Material to process ->
##########

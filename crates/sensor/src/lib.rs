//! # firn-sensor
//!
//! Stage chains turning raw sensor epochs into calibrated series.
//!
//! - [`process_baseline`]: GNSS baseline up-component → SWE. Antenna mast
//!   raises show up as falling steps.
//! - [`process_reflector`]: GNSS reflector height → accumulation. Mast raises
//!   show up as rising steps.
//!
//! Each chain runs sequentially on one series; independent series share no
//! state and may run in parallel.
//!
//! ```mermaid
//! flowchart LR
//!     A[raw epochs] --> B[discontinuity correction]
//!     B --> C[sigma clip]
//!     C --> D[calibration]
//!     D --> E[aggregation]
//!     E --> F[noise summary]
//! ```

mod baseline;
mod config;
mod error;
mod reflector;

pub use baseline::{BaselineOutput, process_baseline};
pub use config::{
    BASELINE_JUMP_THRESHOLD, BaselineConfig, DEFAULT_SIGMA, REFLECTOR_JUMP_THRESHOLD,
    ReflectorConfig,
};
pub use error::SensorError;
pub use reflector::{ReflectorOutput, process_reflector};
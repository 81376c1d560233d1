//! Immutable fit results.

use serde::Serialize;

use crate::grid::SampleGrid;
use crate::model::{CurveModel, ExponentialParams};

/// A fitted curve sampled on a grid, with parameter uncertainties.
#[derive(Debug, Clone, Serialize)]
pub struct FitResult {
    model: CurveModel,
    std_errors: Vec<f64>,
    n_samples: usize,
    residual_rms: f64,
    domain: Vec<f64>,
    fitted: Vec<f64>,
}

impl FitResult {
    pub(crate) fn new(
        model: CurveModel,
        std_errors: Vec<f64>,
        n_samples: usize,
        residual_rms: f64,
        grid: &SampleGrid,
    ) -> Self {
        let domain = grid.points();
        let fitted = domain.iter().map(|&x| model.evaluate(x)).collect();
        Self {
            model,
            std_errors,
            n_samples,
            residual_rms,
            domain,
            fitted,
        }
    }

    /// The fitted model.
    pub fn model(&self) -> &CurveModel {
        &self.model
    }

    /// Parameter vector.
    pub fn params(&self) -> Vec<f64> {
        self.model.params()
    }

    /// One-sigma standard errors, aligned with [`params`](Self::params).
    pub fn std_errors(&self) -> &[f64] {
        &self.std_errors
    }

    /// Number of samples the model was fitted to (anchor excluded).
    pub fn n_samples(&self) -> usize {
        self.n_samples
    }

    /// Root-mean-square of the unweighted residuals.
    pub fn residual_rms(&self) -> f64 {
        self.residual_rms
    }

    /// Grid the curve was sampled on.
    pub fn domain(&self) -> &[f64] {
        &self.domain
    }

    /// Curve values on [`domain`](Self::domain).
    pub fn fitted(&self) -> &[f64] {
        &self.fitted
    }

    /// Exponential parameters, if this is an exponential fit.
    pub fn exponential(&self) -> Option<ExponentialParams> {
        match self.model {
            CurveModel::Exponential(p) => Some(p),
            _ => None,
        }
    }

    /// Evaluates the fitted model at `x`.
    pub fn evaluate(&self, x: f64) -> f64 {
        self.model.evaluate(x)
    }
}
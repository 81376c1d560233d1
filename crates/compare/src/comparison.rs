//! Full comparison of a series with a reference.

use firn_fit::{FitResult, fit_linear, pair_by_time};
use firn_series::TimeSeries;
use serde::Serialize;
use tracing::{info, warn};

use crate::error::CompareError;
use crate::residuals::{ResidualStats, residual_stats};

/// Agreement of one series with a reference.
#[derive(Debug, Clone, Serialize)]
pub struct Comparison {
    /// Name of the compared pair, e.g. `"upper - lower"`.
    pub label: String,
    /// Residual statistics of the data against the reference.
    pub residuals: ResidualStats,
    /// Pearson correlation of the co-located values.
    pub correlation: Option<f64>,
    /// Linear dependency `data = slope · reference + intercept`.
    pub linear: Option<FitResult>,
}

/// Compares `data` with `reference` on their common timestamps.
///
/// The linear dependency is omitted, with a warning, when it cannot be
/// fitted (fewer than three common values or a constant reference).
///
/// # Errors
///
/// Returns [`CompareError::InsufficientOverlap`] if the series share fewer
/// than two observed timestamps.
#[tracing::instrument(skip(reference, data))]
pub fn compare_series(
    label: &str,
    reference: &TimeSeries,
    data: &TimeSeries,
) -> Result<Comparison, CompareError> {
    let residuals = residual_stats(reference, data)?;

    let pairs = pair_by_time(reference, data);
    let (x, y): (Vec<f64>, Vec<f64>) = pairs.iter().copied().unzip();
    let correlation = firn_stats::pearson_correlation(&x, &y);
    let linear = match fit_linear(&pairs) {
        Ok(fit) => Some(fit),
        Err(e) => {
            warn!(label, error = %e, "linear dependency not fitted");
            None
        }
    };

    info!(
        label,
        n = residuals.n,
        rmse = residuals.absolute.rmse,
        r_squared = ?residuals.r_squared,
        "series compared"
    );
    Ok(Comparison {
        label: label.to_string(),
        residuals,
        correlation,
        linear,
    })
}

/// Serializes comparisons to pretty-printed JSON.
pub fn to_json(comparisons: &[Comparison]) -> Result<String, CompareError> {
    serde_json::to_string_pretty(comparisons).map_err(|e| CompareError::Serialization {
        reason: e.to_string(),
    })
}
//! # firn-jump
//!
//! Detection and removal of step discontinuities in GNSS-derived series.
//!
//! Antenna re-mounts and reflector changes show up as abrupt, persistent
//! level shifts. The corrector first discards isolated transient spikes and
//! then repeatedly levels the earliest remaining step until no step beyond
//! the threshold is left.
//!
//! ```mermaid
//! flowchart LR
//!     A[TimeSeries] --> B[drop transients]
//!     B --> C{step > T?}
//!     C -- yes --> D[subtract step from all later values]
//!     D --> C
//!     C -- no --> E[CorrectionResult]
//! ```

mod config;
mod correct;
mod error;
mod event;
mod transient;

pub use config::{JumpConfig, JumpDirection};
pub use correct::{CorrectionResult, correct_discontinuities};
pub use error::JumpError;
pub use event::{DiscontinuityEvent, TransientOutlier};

##########

Copy each line of the records containing the string "ResidualStats".

use crate::residuals::{ResidualStats, residual_stats};
    pub residuals: ResidualStats,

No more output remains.